第一話 サイコロとゲート{転移/異世界門}

 キーンコーンカンコーン、という聞きなれた学校のチャイム、

 勿論、ここは昔懐かしい学校というわけではなく、多田の勤務している工場だ。


 これは、お昼の休憩時間を知らせるチャイムの音で、この工場ではこのチャイム音になっている。

 正確には、ウエストミンスターの鐘というタイトルの曲だ。と誰かが言っていた気がするがそんなことはどうでもいい。

 多田は、チャイムと同時にある場所に駆け込む。―ーーートイレだ。

  

 勿論。誤解しないで欲しいのは、別に多田が腹が痛いわけでも、ましてや居場所がなくて、

 今から便所飯を食べなくてはならないということではない。

 人目に付かない安全な場所が欲しかっただけだ。


 「ゲート{転移/異世界門}」


 そう、つぶやくと現れる異界への門。


 門といってもイメージ的には、姿見に近い。

 黒い靄のように霞がかった空間を囲むように銀色の幾何学模様の装飾が施された淵があしらわれていて、

高さは、多田がしゃがまくても通るくらいの高さだ。

 

 トイレに出現した異界への門に迷わず多田は飛び込んだ。


 飛び込んだ先、サアッーと一陣の風に乗って、草木の香りが駆け抜ける。


 先ほどのかび臭いトイレと違い、そこには、森が広がっていた。


 ----------------------------

 

 んっ~~と開放されるように伸びをし、やわらかい木漏れ日を全身に受け止める。

 はっあ~とそれだけで、午前中の疲れが抜けていくような心地よさだ。


 しばらく、日にあったた後、多田はゲート{転移/異世界門}を呼び出し、場所を移した。
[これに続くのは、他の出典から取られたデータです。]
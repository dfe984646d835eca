// Copyright 2018 The Produce-rs Project Developers. All Rights Reserved.
//
// Licensed under the Apache License, Version 2.0 (the "License");
// you may not use this file except in compliance with the License.
// You may obtain a copy of the License at
//
//     http://www.apache.org/licenses/LICENSE-2.0
//
// Unless required by applicable law or agreed to in writing, software
// distributed under the License is distributed on an "AS IS" BASIS,
// WITHOUT WARRANTIES OR CONDITIONS OF ANY KIND, either express or implied.
// See the License for the specific language governing permissions and
// limitations under the License.

pub const PRODUCE_VERSION: &'static str = crate_version!{};
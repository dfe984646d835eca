// Copyright 2018 The Produce-rs Project Developers. All Rights Reserved.
//
// Licensed under the Apache License, Version 2.0 (the "License");
// you may not use this file except in compliance with the License.
// You may obtain a copy of the License at
//
//     http://www.apache.org/licenses/LICENSE-2.0
//
// Unless required by applicable law or agreed to in writing, software
// distributed under the License is distributed on an "AS IS" BASIS,
// WITHOUT WARRANTIES OR CONDITIONS OF ANY KIND, either express or implied.
// See the License for the specific language governing permissions and
// limitations under the License.

use libc;
use num_cpus;

/// Log a staleness or scheduling explanation; enabled by -d.
#[macro_export]
macro_rules! explain {
    ($fmt:expr) =>
        (if $crate::debug_flags::explaining() {
            eprint!(concat!("produce explain: ", $fmt, "\n"))
        });
    ($fmt:expr, $($arg:tt)*) =>
        (if $crate::debug_flags::explaining() {
            eprint!(concat!("produce explain: ", $fmt, "\n"), $($arg)*)
        });
}

/// Log a fatal message and exit.
#[macro_export]
macro_rules! fatal {
    ($fmt:expr) =>
        ({
            eprint!(concat!("produce fatal: ", $fmt, "\n"));
            $crate::utils::exit();
        });
    ($fmt:expr, $($arg:tt)*) =>
        ({
            eprint!(concat!("produce fatal: ", $fmt, "\n"), $($arg)*);
            $crate::utils::exit();
        });
}

/// Log a warning message.
#[macro_export]
macro_rules! warning {
    ($fmt:expr) =>
        (eprint!(concat!("produce warning: ", $fmt, "\n")));
    ($fmt:expr, $($arg:tt)*) =>
        (eprint!(concat!("produce warning: ", $fmt, "\n"), $($arg)*));
}

/// Log an error message.
#[macro_export]
macro_rules! error {
    ($fmt:expr) =>
        (eprint!(concat!("produce error: ", $fmt, "\n")));
    ($fmt:expr, $($arg:tt)*) =>
        (eprint!(concat!("produce error: ", $fmt, "\n"), $($arg)*));
}

pub fn exit() -> ! {
    unsafe {
        libc::exit(1);
    }
}

pub fn get_processor_count() -> usize {
    num_cpus::get()
}

fn is_known_shell_safe_char(ch: char) -> bool {
    match ch {
        'A'..='Z' | 'a'..='z' | '0'..='9' => true,
        '_' | '+' | '-' | '.' | '/' | ':' | '@' | '%' | ',' | '=' => true,
        _ => false,
    }
}

/// Quote |input| according to the whims of a POSIX shell.  The string is
/// returned unmodified if it contains no problematic characters.
pub fn shell_quote(input: &str) -> String {
    if !input.is_empty() && input.chars().all(is_known_shell_safe_char) {
        return input.to_owned();
    }

    let mut result = String::with_capacity(input.len() + 2);
    result.push('\'');
    for ch in input.chars() {
        if ch == '\'' {
            result.push_str("'\\''");
        } else {
            result.push(ch);
        }
    }
    result.push('\'');
    result
}

/// Join |items| into one shell word list, quoting each element.
pub fn shell_quote_join<'a, I: IntoIterator<Item = &'a str>>(items: I) -> String {
    let mut result = String::new();
    for item in items {
        if !result.is_empty() {
            result.push(' ');
        }
        result.push_str(&shell_quote(item));
    }
    result
}

#[derive(PartialEq, Clone, Copy)]
enum SplitState {
    Unquoted,
    SingleQuoted,
    DoubleQuoted,
}

/// Split |input| into whitespace-separated tokens, honoring single quotes,
/// double quotes and backslash escapes.  The inverse of shell_quote.
pub fn shell_split(input: &str) -> Result<Vec<String>, String> {
    let mut tokens = Vec::new();
    let mut current: Option<String> = None;
    let mut state = SplitState::Unquoted;
    let mut chars = input.chars();

    while let Some(ch) = chars.next() {
        match state {
            SplitState::Unquoted => match ch {
                c if c.is_whitespace() => {
                    if let Some(token) = current.take() {
                        tokens.push(token);
                    }
                }
                '\'' => {
                    state = SplitState::SingleQuoted;
                    current.get_or_insert_with(String::new);
                }
                '"' => {
                    state = SplitState::DoubleQuoted;
                    current.get_or_insert_with(String::new);
                }
                '\\' => {
                    let escaped = chars
                        .next()
                        .ok_or_else(|| "trailing backslash".to_owned())?;
                    current.get_or_insert_with(String::new).push(escaped);
                }
                c => {
                    current.get_or_insert_with(String::new).push(c);
                }
            },
            SplitState::SingleQuoted => match ch {
                '\'' => {
                    state = SplitState::Unquoted;
                }
                c => {
                    current.get_or_insert_with(String::new).push(c);
                }
            },
            SplitState::DoubleQuoted => match ch {
                '"' => {
                    state = SplitState::Unquoted;
                }
                '\\' => {
                    let escaped = chars
                        .next()
                        .ok_or_else(|| "trailing backslash".to_owned())?;
                    if escaped != '"' && escaped != '\\' {
                        current.get_or_insert_with(String::new).push('\\');
                    }
                    current.get_or_insert_with(String::new).push(escaped);
                }
                c => {
                    current.get_or_insert_with(String::new).push(c);
                }
            },
        }
    }

    if state != SplitState::Unquoted {
        return Err("unmatched quote".to_owned());
    }
    if let Some(token) = current.take() {
        tokens.push(token);
    }
    Ok(tokens)
}

#[cfg(test)]
mod tests {
    use super::*;

    #[test]
    fn shell_quote_passes_safe_words() {
        assert_eq!(shell_quote("some/sensible-path_1.txt"), "some/sensible-path_1.txt");
        assert_eq!(shell_quote("a=b"), "a=b");
    }

    #[test]
    fn shell_quote_escapes() {
        assert_eq!(shell_quote("a b"), "'a b'");
        assert_eq!(shell_quote(""), "''");
        assert_eq!(shell_quote("don't"), "'don'\\''t'");
    }

    #[test]
    fn shell_split_plain() {
        assert_eq!(
            shell_split("a  b\tc").unwrap(),
            vec!["a".to_owned(), "b".to_owned(), "c".to_owned()]
        );
        assert_eq!(shell_split("").unwrap(), Vec::<String>::new());
        assert_eq!(shell_split("   ").unwrap(), Vec::<String>::new());
    }

    #[test]
    fn shell_split_quotes() {
        assert_eq!(
            shell_split("'a b' c").unwrap(),
            vec!["a b".to_owned(), "c".to_owned()]
        );
        assert_eq!(
            shell_split("\"a b\"c").unwrap(),
            vec!["a bc".to_owned()]
        );
        assert_eq!(shell_split("''").unwrap(), vec!["".to_owned()]);
        assert_eq!(
            shell_split("a\\ b").unwrap(),
            vec!["a b".to_owned()]
        );
    }

    #[test]
    fn shell_split_errors() {
        assert!(shell_split("'oops").is_err());
        assert!(shell_split("a\\").is_err());
    }

    #[test]
    fn shell_quote_split_round_trip() {
        let words = vec!["plain", "with space", "don't", "a\"b"];
        let joined = shell_quote_join(words.iter().cloned());
        assert_eq!(
            shell_split(&joined).unwrap(),
            words.iter().map(|s| s.to_string()).collect::<Vec<_>>()
        );
    }
}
 移した先、先ほどと違うのは、腐葉土のような土の感覚から、砂利のような石を踏む感覚、そしてゴォウという静かでありながら、力強さを感じられる水の音があることだった。


 ―-――滝があった。

 

 ゲート{転移/異世界門}の能力は、現実と異世界とをつなぐ能力だけでなく、なんと一度行ったところなら、何度でも転移できる、某作品のどこにでもいけてしまうドアのような機能もあるのだ。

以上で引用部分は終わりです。